▶ BRIEF:
Please state how many lines in the records below contain the word "depth", giving only the number.

▶ RECORDS FOR THIS EXERCISE:
· · · · ·

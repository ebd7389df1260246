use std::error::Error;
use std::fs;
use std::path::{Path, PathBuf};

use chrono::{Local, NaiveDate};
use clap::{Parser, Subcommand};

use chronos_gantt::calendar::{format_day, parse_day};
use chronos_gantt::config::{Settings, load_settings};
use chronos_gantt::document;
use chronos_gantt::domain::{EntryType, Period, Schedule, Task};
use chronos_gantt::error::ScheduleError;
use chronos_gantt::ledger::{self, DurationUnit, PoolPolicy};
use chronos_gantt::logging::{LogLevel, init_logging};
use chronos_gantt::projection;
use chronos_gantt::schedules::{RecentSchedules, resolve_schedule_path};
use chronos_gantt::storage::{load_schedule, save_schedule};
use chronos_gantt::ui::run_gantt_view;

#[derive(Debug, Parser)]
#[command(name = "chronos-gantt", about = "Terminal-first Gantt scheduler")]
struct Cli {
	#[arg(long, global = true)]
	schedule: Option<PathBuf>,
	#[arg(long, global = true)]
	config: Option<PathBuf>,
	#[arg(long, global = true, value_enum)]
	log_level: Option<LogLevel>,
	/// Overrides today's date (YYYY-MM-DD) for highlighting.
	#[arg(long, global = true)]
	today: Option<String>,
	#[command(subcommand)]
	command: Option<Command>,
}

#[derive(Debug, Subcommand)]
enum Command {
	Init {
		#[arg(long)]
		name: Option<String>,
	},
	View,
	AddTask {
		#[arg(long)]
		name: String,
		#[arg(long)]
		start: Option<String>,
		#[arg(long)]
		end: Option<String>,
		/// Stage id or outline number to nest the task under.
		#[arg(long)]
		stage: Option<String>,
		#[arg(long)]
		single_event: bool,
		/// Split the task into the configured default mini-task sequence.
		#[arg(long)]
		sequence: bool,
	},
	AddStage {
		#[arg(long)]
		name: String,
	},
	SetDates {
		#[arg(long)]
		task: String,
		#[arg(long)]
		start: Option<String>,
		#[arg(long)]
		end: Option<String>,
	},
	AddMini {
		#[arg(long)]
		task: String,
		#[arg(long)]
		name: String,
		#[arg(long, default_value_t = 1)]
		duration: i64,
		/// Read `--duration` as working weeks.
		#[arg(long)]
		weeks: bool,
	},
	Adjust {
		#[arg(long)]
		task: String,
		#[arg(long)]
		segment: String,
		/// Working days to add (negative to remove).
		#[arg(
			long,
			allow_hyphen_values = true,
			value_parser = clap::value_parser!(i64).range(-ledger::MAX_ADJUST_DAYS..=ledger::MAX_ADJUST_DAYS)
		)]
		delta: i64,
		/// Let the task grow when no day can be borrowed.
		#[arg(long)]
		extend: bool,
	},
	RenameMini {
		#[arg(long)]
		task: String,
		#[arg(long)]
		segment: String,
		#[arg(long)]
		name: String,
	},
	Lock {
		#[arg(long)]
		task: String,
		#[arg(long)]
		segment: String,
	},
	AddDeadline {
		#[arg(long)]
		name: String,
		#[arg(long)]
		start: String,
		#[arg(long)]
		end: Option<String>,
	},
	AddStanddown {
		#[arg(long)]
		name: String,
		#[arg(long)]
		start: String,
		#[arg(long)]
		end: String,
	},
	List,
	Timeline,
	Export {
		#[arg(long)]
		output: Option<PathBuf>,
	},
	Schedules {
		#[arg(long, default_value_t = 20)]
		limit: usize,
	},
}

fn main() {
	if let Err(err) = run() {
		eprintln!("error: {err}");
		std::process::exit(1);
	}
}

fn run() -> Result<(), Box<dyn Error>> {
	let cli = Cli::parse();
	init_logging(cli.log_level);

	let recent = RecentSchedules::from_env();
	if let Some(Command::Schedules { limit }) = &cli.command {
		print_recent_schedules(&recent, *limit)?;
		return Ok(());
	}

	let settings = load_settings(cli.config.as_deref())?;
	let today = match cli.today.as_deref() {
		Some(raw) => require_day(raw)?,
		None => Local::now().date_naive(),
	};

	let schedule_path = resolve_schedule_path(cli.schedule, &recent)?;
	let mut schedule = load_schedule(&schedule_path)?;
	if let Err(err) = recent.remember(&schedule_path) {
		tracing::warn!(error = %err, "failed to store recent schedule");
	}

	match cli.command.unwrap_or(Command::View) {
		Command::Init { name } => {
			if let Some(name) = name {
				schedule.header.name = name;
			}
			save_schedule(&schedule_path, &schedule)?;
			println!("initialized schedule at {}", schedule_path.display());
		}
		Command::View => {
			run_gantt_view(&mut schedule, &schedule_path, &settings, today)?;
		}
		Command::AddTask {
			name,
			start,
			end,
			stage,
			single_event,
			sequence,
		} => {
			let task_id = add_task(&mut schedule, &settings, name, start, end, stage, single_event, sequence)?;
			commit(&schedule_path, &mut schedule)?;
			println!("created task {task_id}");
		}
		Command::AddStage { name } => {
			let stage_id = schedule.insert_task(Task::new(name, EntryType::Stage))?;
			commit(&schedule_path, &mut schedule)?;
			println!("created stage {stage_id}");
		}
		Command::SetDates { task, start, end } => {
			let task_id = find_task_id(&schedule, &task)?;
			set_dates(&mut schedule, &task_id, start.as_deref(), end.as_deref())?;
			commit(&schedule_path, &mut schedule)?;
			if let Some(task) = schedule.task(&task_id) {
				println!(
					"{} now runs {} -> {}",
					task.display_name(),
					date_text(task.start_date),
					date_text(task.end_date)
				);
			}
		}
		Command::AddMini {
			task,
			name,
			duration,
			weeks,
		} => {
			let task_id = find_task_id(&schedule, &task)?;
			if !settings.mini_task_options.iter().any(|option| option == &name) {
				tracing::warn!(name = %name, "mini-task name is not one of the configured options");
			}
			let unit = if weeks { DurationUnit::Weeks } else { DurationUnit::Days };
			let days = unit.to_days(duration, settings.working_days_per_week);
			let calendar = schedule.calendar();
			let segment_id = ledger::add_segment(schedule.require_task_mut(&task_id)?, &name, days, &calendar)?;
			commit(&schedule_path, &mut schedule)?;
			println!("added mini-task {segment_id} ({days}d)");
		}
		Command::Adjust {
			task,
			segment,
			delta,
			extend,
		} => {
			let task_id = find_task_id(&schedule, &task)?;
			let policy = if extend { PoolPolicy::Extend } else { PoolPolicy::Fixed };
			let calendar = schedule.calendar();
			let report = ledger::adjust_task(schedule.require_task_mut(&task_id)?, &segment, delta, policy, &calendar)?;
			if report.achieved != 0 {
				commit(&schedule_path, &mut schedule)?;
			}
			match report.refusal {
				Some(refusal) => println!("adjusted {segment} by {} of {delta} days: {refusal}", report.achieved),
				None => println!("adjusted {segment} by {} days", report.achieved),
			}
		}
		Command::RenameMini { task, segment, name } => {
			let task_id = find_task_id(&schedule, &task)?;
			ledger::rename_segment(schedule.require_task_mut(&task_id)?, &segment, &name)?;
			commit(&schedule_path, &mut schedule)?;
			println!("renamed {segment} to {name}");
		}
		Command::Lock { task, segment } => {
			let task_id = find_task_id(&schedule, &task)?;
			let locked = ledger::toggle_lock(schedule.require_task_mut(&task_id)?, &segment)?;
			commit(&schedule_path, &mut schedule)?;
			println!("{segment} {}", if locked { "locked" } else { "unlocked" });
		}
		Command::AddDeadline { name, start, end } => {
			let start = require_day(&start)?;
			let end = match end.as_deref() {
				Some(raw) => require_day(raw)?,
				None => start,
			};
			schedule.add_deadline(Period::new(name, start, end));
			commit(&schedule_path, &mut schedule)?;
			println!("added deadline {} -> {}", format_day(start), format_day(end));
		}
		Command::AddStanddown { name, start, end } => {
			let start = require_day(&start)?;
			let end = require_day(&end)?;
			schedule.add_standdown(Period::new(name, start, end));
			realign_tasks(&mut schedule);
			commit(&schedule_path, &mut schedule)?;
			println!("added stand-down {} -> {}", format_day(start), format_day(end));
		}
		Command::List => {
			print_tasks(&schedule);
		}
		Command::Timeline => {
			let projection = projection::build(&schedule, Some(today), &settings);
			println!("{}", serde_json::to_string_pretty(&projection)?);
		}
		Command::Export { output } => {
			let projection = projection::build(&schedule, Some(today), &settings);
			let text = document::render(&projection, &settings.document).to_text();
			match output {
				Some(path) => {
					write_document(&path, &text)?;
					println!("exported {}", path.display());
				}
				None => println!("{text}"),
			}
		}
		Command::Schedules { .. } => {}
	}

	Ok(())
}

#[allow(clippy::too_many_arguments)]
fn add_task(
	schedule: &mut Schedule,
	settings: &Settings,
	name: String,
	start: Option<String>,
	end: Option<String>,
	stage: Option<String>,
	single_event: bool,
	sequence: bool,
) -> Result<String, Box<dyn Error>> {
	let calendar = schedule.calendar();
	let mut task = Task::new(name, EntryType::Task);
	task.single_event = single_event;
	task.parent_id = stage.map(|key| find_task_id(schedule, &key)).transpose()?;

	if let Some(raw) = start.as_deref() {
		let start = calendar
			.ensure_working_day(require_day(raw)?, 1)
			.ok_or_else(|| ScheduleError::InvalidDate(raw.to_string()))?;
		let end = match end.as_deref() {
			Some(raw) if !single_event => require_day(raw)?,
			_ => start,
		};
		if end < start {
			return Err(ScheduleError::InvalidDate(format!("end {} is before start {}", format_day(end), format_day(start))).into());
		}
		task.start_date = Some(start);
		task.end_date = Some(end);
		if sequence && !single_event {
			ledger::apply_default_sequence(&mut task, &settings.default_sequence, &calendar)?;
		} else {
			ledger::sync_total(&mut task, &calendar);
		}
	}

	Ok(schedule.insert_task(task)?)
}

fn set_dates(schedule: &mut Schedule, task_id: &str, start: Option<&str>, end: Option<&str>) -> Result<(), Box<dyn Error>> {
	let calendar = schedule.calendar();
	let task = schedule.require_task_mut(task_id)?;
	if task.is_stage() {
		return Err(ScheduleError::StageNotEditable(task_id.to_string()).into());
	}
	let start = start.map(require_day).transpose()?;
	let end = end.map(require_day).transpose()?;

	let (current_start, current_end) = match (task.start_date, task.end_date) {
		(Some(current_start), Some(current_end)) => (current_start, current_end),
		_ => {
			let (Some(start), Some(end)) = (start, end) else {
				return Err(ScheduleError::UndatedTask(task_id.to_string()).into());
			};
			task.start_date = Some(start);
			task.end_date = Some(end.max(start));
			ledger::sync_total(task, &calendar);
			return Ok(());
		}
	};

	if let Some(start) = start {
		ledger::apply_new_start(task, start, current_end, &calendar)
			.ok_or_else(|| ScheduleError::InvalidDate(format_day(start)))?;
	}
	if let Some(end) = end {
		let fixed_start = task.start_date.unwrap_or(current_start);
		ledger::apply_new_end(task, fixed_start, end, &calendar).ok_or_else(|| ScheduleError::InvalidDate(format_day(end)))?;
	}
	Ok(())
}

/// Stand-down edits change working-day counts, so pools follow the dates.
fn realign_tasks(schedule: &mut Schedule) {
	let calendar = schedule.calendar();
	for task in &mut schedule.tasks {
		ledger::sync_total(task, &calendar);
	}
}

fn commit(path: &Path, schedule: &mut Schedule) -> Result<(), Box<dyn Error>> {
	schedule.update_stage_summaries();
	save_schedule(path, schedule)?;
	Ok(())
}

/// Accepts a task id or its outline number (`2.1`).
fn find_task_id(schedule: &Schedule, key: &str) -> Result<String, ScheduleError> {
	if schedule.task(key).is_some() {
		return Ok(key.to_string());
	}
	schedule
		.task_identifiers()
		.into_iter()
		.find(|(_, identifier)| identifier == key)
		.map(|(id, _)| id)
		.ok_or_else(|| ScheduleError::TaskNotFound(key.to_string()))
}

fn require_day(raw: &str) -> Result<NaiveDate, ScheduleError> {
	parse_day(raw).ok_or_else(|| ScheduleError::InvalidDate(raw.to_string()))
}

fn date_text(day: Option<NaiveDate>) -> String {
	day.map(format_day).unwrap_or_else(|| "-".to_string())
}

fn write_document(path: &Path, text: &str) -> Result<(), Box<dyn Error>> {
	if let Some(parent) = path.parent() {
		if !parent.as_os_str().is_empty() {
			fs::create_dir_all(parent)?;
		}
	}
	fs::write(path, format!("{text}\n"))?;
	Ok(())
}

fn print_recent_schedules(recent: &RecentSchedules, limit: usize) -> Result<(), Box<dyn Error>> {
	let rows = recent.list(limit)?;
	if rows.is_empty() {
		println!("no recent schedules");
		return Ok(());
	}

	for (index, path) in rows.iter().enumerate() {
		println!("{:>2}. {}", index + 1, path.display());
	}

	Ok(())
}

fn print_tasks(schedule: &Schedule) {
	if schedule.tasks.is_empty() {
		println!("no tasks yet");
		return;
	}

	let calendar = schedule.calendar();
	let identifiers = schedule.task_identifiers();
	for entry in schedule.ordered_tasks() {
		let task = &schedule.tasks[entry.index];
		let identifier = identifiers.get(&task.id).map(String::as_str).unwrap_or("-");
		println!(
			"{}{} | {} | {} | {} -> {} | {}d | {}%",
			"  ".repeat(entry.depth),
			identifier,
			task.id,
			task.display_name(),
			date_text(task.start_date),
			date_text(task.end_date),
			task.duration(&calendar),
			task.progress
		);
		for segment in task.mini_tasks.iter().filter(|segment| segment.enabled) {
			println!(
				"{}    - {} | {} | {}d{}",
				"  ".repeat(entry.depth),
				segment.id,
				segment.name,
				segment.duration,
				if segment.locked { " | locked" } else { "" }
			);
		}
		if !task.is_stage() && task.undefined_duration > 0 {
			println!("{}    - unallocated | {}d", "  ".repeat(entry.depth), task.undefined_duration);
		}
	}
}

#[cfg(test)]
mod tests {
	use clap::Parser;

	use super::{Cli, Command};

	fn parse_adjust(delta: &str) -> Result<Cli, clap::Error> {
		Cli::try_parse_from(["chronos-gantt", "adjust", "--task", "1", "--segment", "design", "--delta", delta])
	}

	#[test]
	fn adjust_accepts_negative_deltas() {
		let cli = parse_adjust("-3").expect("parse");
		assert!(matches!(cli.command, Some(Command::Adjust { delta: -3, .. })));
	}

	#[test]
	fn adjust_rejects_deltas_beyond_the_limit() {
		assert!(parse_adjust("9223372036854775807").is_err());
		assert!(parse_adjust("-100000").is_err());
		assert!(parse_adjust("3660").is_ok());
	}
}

· · · · ·

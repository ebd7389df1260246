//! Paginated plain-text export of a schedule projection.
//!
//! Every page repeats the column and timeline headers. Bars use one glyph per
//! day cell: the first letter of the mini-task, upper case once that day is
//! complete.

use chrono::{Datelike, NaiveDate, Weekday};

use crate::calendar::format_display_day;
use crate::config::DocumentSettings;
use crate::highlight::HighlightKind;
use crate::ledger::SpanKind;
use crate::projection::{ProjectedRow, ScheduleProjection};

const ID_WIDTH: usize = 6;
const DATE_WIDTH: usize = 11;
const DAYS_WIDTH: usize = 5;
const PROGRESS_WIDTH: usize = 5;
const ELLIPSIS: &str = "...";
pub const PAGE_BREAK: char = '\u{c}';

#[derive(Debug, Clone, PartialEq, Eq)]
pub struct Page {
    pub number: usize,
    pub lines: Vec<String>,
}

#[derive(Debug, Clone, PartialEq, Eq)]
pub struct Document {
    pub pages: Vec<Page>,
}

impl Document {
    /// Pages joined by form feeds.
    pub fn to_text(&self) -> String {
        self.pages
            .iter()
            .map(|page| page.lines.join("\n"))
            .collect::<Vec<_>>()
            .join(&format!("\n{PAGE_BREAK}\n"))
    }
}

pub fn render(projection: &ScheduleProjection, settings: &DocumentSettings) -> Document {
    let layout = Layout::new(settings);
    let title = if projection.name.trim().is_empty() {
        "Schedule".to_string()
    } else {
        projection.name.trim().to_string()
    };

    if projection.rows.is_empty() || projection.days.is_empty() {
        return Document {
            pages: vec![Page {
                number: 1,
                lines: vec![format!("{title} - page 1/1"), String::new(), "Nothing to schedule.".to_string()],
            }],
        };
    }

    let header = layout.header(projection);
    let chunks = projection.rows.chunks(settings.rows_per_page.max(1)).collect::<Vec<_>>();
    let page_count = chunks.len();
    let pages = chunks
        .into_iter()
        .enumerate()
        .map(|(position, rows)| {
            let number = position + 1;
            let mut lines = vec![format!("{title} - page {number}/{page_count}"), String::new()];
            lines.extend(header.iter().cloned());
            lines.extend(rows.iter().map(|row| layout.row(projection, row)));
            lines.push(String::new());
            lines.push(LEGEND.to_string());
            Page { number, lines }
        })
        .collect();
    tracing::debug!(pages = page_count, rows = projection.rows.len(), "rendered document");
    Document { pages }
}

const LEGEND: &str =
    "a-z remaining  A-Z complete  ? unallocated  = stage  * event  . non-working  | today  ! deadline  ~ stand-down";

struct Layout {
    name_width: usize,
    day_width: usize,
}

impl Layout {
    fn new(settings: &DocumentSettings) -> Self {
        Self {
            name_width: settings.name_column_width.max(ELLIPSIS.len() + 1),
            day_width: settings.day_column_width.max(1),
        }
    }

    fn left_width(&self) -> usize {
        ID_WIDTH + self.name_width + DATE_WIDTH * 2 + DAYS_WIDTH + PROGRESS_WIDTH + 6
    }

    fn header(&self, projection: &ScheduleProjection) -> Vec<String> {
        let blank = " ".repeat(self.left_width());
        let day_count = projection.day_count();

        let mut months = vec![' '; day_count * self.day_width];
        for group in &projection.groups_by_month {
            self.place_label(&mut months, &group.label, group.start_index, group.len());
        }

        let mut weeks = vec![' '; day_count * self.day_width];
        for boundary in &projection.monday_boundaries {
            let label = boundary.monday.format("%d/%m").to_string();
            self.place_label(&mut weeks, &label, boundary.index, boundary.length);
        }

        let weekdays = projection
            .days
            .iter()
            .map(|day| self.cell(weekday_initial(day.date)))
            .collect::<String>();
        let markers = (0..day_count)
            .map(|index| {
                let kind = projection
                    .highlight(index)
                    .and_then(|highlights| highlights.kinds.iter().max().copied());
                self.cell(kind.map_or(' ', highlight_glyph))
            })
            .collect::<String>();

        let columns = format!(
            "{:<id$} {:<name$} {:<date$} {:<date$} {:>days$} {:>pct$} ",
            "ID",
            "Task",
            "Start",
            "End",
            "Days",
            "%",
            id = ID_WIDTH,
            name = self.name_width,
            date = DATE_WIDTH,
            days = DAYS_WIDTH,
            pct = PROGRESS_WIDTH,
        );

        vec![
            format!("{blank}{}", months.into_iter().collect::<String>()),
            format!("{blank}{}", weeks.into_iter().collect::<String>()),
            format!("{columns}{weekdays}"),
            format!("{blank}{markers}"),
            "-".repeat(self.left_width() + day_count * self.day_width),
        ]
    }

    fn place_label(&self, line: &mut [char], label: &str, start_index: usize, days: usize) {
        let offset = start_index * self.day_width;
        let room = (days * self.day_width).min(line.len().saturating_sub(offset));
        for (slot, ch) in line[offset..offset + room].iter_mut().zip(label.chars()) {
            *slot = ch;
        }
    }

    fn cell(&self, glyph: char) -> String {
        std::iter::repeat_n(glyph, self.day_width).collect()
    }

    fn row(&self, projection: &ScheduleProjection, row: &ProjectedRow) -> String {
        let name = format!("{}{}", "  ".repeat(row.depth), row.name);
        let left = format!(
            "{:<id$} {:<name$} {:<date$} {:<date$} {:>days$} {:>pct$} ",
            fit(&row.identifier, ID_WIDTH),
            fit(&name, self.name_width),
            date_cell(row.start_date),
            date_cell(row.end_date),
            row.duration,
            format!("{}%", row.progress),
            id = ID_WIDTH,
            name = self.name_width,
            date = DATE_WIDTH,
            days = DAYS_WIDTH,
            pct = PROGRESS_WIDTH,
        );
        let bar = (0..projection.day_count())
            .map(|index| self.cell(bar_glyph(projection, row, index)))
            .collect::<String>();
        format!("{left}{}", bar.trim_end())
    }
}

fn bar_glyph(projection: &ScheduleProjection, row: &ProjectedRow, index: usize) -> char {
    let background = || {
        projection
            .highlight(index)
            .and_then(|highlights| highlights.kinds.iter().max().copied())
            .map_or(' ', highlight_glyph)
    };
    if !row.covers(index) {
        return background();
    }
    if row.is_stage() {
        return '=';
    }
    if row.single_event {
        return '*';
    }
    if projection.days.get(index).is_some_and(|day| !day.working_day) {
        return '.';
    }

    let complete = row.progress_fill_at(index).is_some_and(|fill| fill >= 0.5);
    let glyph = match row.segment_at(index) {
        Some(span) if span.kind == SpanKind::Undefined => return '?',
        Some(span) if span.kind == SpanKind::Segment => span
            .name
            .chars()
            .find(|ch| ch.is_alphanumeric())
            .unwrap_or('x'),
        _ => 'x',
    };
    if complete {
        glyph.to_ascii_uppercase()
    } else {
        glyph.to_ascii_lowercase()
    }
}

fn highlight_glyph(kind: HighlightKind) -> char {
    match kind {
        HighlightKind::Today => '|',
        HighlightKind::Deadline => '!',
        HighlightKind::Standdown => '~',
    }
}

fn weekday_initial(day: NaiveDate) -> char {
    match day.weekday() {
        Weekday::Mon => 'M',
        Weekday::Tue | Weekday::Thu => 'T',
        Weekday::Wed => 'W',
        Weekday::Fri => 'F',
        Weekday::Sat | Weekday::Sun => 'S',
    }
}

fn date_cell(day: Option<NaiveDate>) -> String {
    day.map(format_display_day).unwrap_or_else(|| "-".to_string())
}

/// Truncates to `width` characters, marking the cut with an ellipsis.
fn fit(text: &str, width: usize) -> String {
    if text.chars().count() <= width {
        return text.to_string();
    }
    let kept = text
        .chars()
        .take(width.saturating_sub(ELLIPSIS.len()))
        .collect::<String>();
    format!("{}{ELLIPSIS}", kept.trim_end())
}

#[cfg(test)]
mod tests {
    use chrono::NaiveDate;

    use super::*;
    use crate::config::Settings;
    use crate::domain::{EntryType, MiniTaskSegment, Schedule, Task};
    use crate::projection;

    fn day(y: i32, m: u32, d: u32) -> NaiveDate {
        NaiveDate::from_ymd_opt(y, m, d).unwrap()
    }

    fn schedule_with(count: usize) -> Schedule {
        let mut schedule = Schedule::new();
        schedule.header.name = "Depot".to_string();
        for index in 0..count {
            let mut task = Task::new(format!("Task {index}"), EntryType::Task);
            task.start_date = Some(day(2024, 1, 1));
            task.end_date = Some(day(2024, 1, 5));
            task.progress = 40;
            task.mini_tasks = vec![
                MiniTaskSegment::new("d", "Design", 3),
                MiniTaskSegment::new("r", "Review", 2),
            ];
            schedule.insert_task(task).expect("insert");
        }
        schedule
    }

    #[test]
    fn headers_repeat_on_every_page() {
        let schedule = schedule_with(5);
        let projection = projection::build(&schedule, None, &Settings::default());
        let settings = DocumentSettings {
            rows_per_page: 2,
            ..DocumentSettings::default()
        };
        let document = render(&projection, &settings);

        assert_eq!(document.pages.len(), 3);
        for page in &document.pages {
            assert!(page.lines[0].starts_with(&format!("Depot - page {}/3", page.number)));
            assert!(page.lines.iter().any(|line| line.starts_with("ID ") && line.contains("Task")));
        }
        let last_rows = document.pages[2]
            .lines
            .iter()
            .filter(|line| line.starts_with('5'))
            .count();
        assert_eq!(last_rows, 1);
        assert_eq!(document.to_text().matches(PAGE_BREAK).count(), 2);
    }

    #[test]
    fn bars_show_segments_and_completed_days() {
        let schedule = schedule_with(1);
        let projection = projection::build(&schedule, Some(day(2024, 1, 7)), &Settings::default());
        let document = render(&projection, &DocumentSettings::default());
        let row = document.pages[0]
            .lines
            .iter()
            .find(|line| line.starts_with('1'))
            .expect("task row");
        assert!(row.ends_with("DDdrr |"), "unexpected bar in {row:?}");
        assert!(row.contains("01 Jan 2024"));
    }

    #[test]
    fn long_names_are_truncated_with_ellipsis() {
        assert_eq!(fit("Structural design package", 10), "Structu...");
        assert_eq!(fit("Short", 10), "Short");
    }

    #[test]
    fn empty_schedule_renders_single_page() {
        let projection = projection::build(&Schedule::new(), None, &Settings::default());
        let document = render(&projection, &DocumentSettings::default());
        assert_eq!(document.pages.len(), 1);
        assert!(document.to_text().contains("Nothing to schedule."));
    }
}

· · · · ·

▶ SOLVED EXERCISE:
4